We are grateful to Mark Pearce, Allison Lawson, and The Newcastle Thousand Families 1947 Birth Cohort based at the Sir James Spence Institute at the Royal Victoria Infirmary, Newcastle, for supporting this research


[1] F. J. W. Miller, S. D. M. Court, E. G. Knox, and S. Brandon, The school years in Newcastle-upon-Tyne, 1952-62: being a further contribution to the study of a thousand families (London; New York: Oxford University Press, 1974), pp. 1-3.

[2] Miller, The school years, pp. 10-4. M. S. Pearce, N. C. Unwin, L. Parker, and A. W. Craft, ‘Cohort Profile: The Newcastle Thousand Families 1947 Birth Cohort’, International Journal of Epidemiology (2008), give the 1962 (age 15) figure as 750.
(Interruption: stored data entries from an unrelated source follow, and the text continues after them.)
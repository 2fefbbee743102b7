//! Ceremony and signing-session records held by the registry

use chrono::{DateTime, Utc};
use k256::Scalar;
use serde::{Deserialize, Serialize};
use std::collections::BTreeMap;
use tecdsa_core::keygen::{CeremonyInfo, DkgSubmission, KeyShareConfirmation};
use tecdsa_core::mta::{MtaPublicKey, MtaRequest, MtaResponse};
use tecdsa_core::sign::{
    DeltaShare, NonceCommitment, NoncePoint, SignatureShare, SigningRequest,
};
use tecdsa_core::{ParticipantId, Point, Signature};
use tracing::warn;

use crate::phase::{Admission, Round};
use crate::{CeremonyError, DuplicatePolicy, Phase, Progress, Result};

/// Directed MtA pair: (initiator, responder)
pub type MtaPair = (ParticipantId, ParticipantId);

/// How an accepted submission left its round
#[derive(Debug, Clone, Copy, PartialEq, Eq, Serialize, Deserialize)]
#[serde(rename_all = "snake_case")]
pub enum SubmitStatus {
    /// Stored; the round still needs more submissions
    Waiting,
    /// Stored, or already stored, and the round has closed
    Complete,
    /// Identical resubmission; nothing changed
    Duplicate,
}

/// Reply to a submission
#[derive(Debug, Clone, PartialEq, Eq, Serialize, Deserialize)]
pub struct SubmitOutcome {
    /// Waiting, complete or duplicate
    pub status: SubmitStatus,
    /// Counters of the round the submission belonged to
    pub progress: Progress,
    /// Phase after the submission
    pub phase: Phase,
    /// Final signature, once released
    #[serde(default, skip_serializing_if = "Option::is_none")]
    pub signature: Option<Signature>,
}

impl SubmitOutcome {
    fn after(admission: Admission, progress: Progress, phase: Phase) -> Self {
        let status = match admission {
            Admission::Duplicate => SubmitStatus::Duplicate,
            _ if progress.received >= progress.required => SubmitStatus::Complete,
            _ => SubmitStatus::Waiting,
        };
        Self {
            status,
            progress,
            phase,
            signature: None,
        }
    }
}

/// Map a round admission to an outcome, or to an error on conflict
pub(crate) fn admitted<K: Ord, V: PartialEq>(
    admission: Admission,
    round: &Round<K, V>,
    participant: &str,
    phase: Phase,
) -> Result<SubmitOutcome> {
    match admission {
        Admission::Conflict => Err(CeremonyError::ConflictingSubmission(participant.to_string())),
        _ => Ok(SubmitOutcome::after(admission, round.progress(), phase)),
    }
}

/// A DKG ceremony
pub struct Ceremony {
    pub(crate) info: CeremonyInfo,
    pub(crate) phase: Phase,
    pub(crate) channel_keys: BTreeMap<ParticipantId, [u8; 32]>,
    pub(crate) submissions: Round<ParticipantId, DkgSubmission>,
    pub(crate) group_public_key: Option<Point>,
    pub(crate) public_shares: BTreeMap<ParticipantId, Point>,
    pub(crate) confirmations: Round<ParticipantId, KeyShareConfirmation>,
    pub(crate) abort_reason: Option<String>,
    pub(crate) created_at: DateTime<Utc>,
    pub(crate) deadline: DateTime<Utc>,
}

impl Ceremony {
    pub(crate) fn new(
        info: CeremonyInfo,
        channel_keys: BTreeMap<ParticipantId, [u8; 32]>,
        now: DateTime<Utc>,
    ) -> Self {
        let n = info.participants.len();
        Self {
            info,
            phase: Phase::Created,
            channel_keys,
            submissions: Round::new(n),
            group_public_key: None,
            public_shares: BTreeMap::new(),
            confirmations: Round::new(n),
            abort_reason: None,
            created_at: now,
            deadline: now,
        }
    }

    /// Counters of whichever round is current
    pub(crate) fn progress(&self) -> Progress {
        match self.phase {
            Phase::DkgComplete => self.confirmations.progress(),
            _ => self.submissions.progress(),
        }
    }

    pub(crate) fn is_member(&self, participant_id: &str) -> bool {
        self.info.participants.contains_key(participant_id)
    }

    pub(crate) fn non_member(&self, participant_id: &str) -> CeremonyError {
        CeremonyError::UnauthorizedParticipant {
            participant: participant_id.to_string(),
            reason: format!("not a participant of ceremony {}", self.info.ceremony_id),
            progress: self.progress(),
        }
    }

    /// Fail unless the DKG round can take submissions at `now`; an overdue
    /// round is aborted on the spot
    pub(crate) fn ensure_open(&mut self, now: DateTime<Utc>) -> Result<()> {
        if self.phase == Phase::Aborted {
            return Err(closed(&self.abort_reason));
        }
        if self.phase.is_collecting() && now > self.deadline {
            self.abort("round timed out");
            return Err(closed(&self.abort_reason));
        }
        Ok(())
    }

    /// Abort with a protocol failure and build the error to return
    pub(crate) fn fail(&mut self, reason: impl Into<String>) -> CeremonyError {
        let progress = self.progress();
        let reason = reason.into();
        self.abort(&reason);
        CeremonyError::InternalProtocolFailure { reason, progress }
    }

    /// Move to `Aborted`; returns false if it already was
    pub(crate) fn abort(&mut self, reason: &str) -> bool {
        if self.phase == Phase::Aborted {
            return false;
        }
        warn!(
            ceremony = %self.info.ceremony_id,
            phase = %self.phase,
            reason,
            "Ceremony aborted"
        );
        self.phase = Phase::Aborted;
        self.abort_reason = Some(reason.to_string());
        true
    }

    pub(crate) fn view(&self) -> CeremonyView {
        CeremonyView {
            info: self.info.clone(),
            phase: self.phase,
            progress: self.progress(),
            channel_keys: self.channel_keys.clone(),
            group_public_key: self.group_public_key,
            address: self
                .group_public_key
                .map(|key| tecdsa_core::ethereum_address(&key.0)),
            confirmed: self.confirmations.entries().keys().cloned().collect(),
            abort_reason: self.abort_reason.clone(),
            created_at: self.created_at,
            deadline: self.phase.is_collecting().then_some(self.deadline),
        }
    }
}

/// Public state of a ceremony
#[derive(Debug, Clone, PartialEq, Eq, Serialize, Deserialize)]
pub struct CeremonyView {
    /// Ceremony description participants deal against
    pub info: CeremonyInfo,
    /// Current phase
    pub phase: Phase,
    /// Counters of the current round
    pub progress: Progress,
    /// Channel keys DKG shares are sealed to
    pub channel_keys: BTreeMap<ParticipantId, [u8; 32]>,
    /// Group key, once derived
    pub group_public_key: Option<Point>,
    /// Ethereum address of the group key
    pub address: Option<String>,
    /// Participants that confirmed their key share
    pub confirmed: Vec<ParticipantId>,
    /// Why the ceremony stopped
    pub abort_reason: Option<String>,
    /// Creation time
    pub created_at: DateTime<Utc>,
    /// Deadline of the open round
    pub deadline: Option<DateTime<Utc>>,
}

/// A signing session
pub struct SigningSession {
    pub(crate) request: SigningRequest,
    pub(crate) phase: Phase,
    pub(crate) group_public_key: Point,
    pub(crate) mta_keys: BTreeMap<ParticipantId, MtaPublicKey>,
    pub(crate) commitments: Round<ParticipantId, NonceCommitment>,
    pub(crate) nonce: Option<NoncePoint>,
    pub(crate) mta_requests: Round<MtaPair, MtaRequest>,
    pub(crate) mta_responses: Round<MtaPair, MtaResponse>,
    pub(crate) deltas: Round<ParticipantId, DeltaShare>,
    pub(crate) delta: Option<Scalar>,
    pub(crate) shares: Round<ParticipantId, SignatureShare>,
    pub(crate) signature: Option<Signature>,
    pub(crate) abort_reason: Option<String>,
    pub(crate) created_at: DateTime<Utc>,
    pub(crate) deadline: DateTime<Utc>,
}

impl SigningSession {
    pub(crate) fn new(
        request: SigningRequest,
        group_public_key: Point,
        mta_keys: BTreeMap<ParticipantId, MtaPublicKey>,
        now: DateTime<Utc>,
        deadline: DateTime<Utc>,
    ) -> Self {
        let m = request.signers.len();
        let pairs = m * m.saturating_sub(1);
        Self {
            request,
            phase: Phase::SigningCollectingCommitments,
            group_public_key,
            mta_keys,
            commitments: Round::new(m),
            nonce: None,
            mta_requests: Round::new(pairs),
            mta_responses: Round::new(pairs),
            deltas: Round::new(m),
            delta: None,
            shares: Round::new(m),
            signature: None,
            abort_reason: None,
            created_at: now,
            deadline,
        }
    }

    /// Counters of whichever round is current
    pub(crate) fn progress(&self) -> Progress {
        match self.phase {
            Phase::SigningCollectingCommitments => self.commitments.progress(),
            Phase::SigningCollectingMta => self.mta_responses.progress(),
            Phase::SigningCollectingDeltas => self.deltas.progress(),
            _ => self.shares.progress(),
        }
    }

    pub(crate) fn is_signer(&self, participant_id: &str) -> bool {
        self.request.signers.contains_key(participant_id)
    }

    pub(crate) fn non_signer(&self, participant_id: &str) -> CeremonyError {
        CeremonyError::UnauthorizedParticipant {
            participant: participant_id.to_string(),
            reason: format!("not a signer of session {}", self.request.session_id),
            progress: self.progress(),
        }
    }

    /// Fail unless `phase` is collecting at `now`; an overdue round is
    /// aborted on the spot
    pub(crate) fn ensure_open(&mut self, phase: Phase, now: DateTime<Utc>) -> Result<()> {
        if self.phase == Phase::Aborted {
            return Err(closed(&self.abort_reason));
        }
        if self.phase.is_collecting() && now > self.deadline {
            self.abort("round timed out");
            return Err(closed(&self.abort_reason));
        }
        if self.phase != phase {
            return Err(CeremonyError::RoundClosed(format!(
                "session is {}, not {}",
                self.phase, phase
            )));
        }
        Ok(())
    }

    /// Whether the session has moved beyond `phase` without aborting
    pub(crate) fn is_past(&self, phase: Phase) -> bool {
        self.phase != Phase::Aborted && rank(self.phase) > rank(phase)
    }

    /// Abort with a protocol failure and build the error to return
    pub(crate) fn fail(&mut self, reason: impl Into<String>) -> CeremonyError {
        let progress = self.progress();
        let reason = reason.into();
        self.abort(&reason);
        CeremonyError::InternalProtocolFailure { reason, progress }
    }

    /// Move to `Aborted`; returns false if the session had already stopped
    pub(crate) fn abort(&mut self, reason: &str) -> bool {
        if self.phase.is_terminal() {
            return false;
        }
        warn!(
            session = %self.request.session_id,
            phase = %self.phase,
            reason,
            "Signing session aborted"
        );
        self.phase = Phase::Aborted;
        self.abort_reason = Some(reason.to_string());
        true
    }

    pub(crate) fn view(&self) -> SessionView {
        SessionView {
            request: self.request.clone(),
            phase: self.phase,
            progress: self.progress(),
            mta_keys: self.mta_keys.clone(),
            commitments: if self.commitments.is_complete() {
                self.commitments.entries().clone()
            } else {
                BTreeMap::new()
            },
            delta: self.delta.map(|delta| DeltaShare { delta }),
            signature: self.signature.clone(),
            abort_reason: self.abort_reason.clone(),
            created_at: self.created_at,
            deadline: self.phase.is_collecting().then_some(self.deadline),
        }
    }
}

/// Public state of a signing session
#[derive(Debug, Clone, PartialEq, Eq, Serialize, Deserialize)]
pub struct SessionView {
    /// What signers join with
    pub request: SigningRequest,
    /// Current phase
    pub phase: Phase,
    /// Counters of the current round
    pub progress: Progress,
    /// MtA keys of the signers, snapshotted when the session started
    pub mta_keys: BTreeMap<ParticipantId, MtaPublicKey>,
    /// Every signer's (R_i, Gamma_i), once all are in
    pub commitments: BTreeMap<ParticipantId, NonceCommitment>,
    /// Public delta, once all delta shares are in
    pub delta: Option<DeltaShare>,
    /// Final signature, once released
    pub signature: Option<Signature>,
    /// Why the session stopped
    pub abort_reason: Option<String>,
    /// Creation time
    pub created_at: DateTime<Utc>,
    /// Deadline of the open round
    pub deadline: Option<DateTime<Utc>>,
}

/// MtA traffic waiting for one signer
#[derive(Debug, Clone, Default, PartialEq, Eq, Serialize, Deserialize)]
pub struct MtaInbox {
    /// Requests addressed to the signer that it has not answered yet
    pub requests: Vec<MtaRequest>,
    /// Answers to the signer's own requests
    pub responses: Vec<MtaResponse>,
}

fn closed(reason: &Option<String>) -> CeremonyError {
    CeremonyError::RoundClosed(reason.clone().unwrap_or_else(|| "aborted".into()))
}

fn rank(phase: Phase) -> u8 {
    match phase {
        Phase::Created => 0,
        Phase::DkgCollecting => 1,
        Phase::DkgComplete => 2,
        Phase::SigningCollectingCommitments => 3,
        Phase::SigningCollectingMta => 4,
        Phase::SigningCollectingDeltas => 5,
        Phase::SigningCollectingShares => 6,
        Phase::Completed => 7,
        Phase::Aborted => 8,
    }
}

/// Duplicate handling for a round that already closed
pub(crate) fn late_submission<K: Ord, V: PartialEq>(
    round: &Round<K, V>,
    key: &K,
    value: &V,
    policy: DuplicatePolicy,
    participant: &str,
    phase: Phase,
) -> Result<SubmitOutcome> {
    admitted(round.recheck(key, value, policy), round, participant, phase)
}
[3] Miller, The school years, pp. 6-7.

This Post Has 4 Comments

  1. Rosslyn Bower

    Great work … born in 1947, being a girl from a working class family in Newcastle, when the headmistress of Pendower Technical High School informed my mother I would benefit from staying at school to study for A-levels my mother replied “My husband won’t allow her to”. My “purpose in life” as designed by my father, was to go out to work as soon as possible (in order to pay for my upkeep) and attend night classes if I wanted to improve my education, as I was “destined” to become a wife and mother, and should stay at home in order to look after my family. Having contracted polio when I was 4 years old his belief was it would be better I should die, rather than suffer any physical impairment for the remainder of my life. Fortunately this “lesson” in life served me well, in that I gave my three children the opportunity to go to university, instilled in them the benefits and rewards of a good education, in the hope they would fashion their own lives in a positive and fulfilling way. I would like to think our younger generation can choose their own path into adulthood … but am so aware of the north/south divide having spent most of my life living near Cambridge., now having returned to my northern roots.

  2. Wilf Bell

    I can assure you that in its early years the Northern Counties School Certificate was not a realistic alternative to the GCE. Employers barely recognised it other than for routine jobs for school leavers. That included low grade clerical work.
    I am also sure that it was not officially linked in anyway to a qualification hierarchy. Its distinctions were not recognised as CSE grade one equivalents (perhaps they should have been) and in fact the Beloe report was not very enthusiastic about NCTEC, ULCI etc examinations for school children.
    The examination did encourage some children to work harder and also get them into the habit of taking external examinations. Some of them took a mixture of GCE and Northern Counties.
    Having said all that I am lead to believe the NCTEC did eventually arrange an examination for sixteen year olds that was broadly equivalent to GCE.

    1. Laura Carter

      Dear Wilf,

      Thank you very much for your insights, that’s very interesting, and we will certainly look into this further taking account of your perspective. If you have any reading suggestions on the NCTEC, please do send it our way.

      Laura

  3. Eileen Conway

    Thank you for your good work which I found by chance.
    I attended Pendower Technical High School from 1961 to 66. I so enjoyed my time there and had what I now see as a very good and broad education. Introduced me to language, literature, music and a wider view of the world as well as skills such as needlework and cookery I had confidence to attend Polytechnic and move to the London’s ‘Swinging Sixties. A well rounded education was an introductions to a wider world.